▶ WHAT YOU HAVE TO DO: Give back exactly the lines that start at the one containing "use crate::identity::UserId;" and run to the end of the material below, both ends included.
START SUPPLIED MATERIAL
use tracing_subscriber::filter::ParseError;
use tracing_subscriber::EnvFilter;

use crate::config::TelemetryConfig;

#[derive(Debug, thiserror::Error)]
pub enum TelemetryError {
    #[error("invalid log level/filter '{value}': unable to build EnvFilter")]
    EnvFilter { value: String, source: ParseError },
    #[error("telemetry error: {0}")]
    Subscriber(Box<dyn std::error::Error + Send + Sync>),
}

pub fn init(config: &TelemetryConfig) -> Result<(), TelemetryError> {
    let env_filter = match EnvFilter::try_from_default_env() {
        Ok(filter) => filter,
        Err(_) => {
            EnvFilter::try_new(&config.log_level).map_err(|source| TelemetryError::EnvFilter {
                value: config.log_level.clone(),
                source,
            })?
        }
    };

    tracing_subscriber::fmt()
        .with_env_filter(env_filter)
        .with_target(false)
        .compact()
        .with_ansi(false)
        .try_init()
        .map_err(TelemetryError::Subscriber)
}
use std::collections::BTreeMap;

use serde::{Deserialize, Serialize};

use crate::identity::UserId;

/// Trait describing the outbound notification hook (SMS/push adapters).
///
/// Services invoke it after a committed transition; a failed publish is
/// logged by the caller and never rolls the transition back.
pub trait NotificationPublisher: Send + Sync {
    fn publish(&self, notification: Notification) -> Result<(), NotificationError>;
}

/// Payload handed to the notification collaborator.
#[derive(Debug, Clone, PartialEq, Eq, Serialize, Deserialize)]
pub struct Notification {
    pub recipient: UserId,
    pub template: NotificationTemplate,
    pub details: BTreeMap<String, String>,
}

/// Template catalog understood by the delivery layer.
#[derive(Debug, Clone, Copy, PartialEq, Eq, Serialize, Deserialize)]
#[serde(rename_all = "snake_case")]
pub enum NotificationTemplate {
    OrderPlaced,
    OrderStatusChanged,
    PaymentReceived,
    EscrowReleased,
    OrderRefunded,
    SupplyAlertPosted,
    AlertVerified,
    ReportCorroborated,
    BountyPaid,
}

/// Notification dispatch error.
#[derive(Debug, thiserror::Error)]
pub enum NotificationError {
    #[error("notification transport unavailable: {0}")]
    Transport(String),
}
END SUPPLIED MATERIAL
▶ ANSWER BELOW:
use crate::identity::UserId;

/// Trait describing the outbound notification hook (SMS/push adapters).
///
/// Services invoke it after a committed transition; a failed publish is
/// logged by the caller and never rolls the transition back.
pub trait NotificationPublisher: Send + Sync {
    fn publish(&self, notification: Notification) -> Result<(), NotificationError>;
}

/// Payload handed to the notification collaborator.
#[derive(Debug, Clone, PartialEq, Eq, Serialize, Deserialize)]
pub struct Notification {
    pub recipient: UserId,
    pub template: NotificationTemplate,
    pub details: BTreeMap<String, String>,
}

/// Template catalog understood by the delivery layer.
#[derive(Debug, Clone, Copy, PartialEq, Eq, Serialize, Deserialize)]
#[serde(rename_all = "snake_case")]
pub enum NotificationTemplate {
    OrderPlaced,
    OrderStatusChanged,
    PaymentReceived,
    EscrowReleased,
    OrderRefunded,
    SupplyAlertPosted,
    AlertVerified,
    ReportCorroborated,
    BountyPaid,
}

/// Notification dispatch error.
#[derive(Debug, thiserror::Error)]
pub enum NotificationError {
    #[error("notification transport unavailable: {0}")]
    Transport(String),
}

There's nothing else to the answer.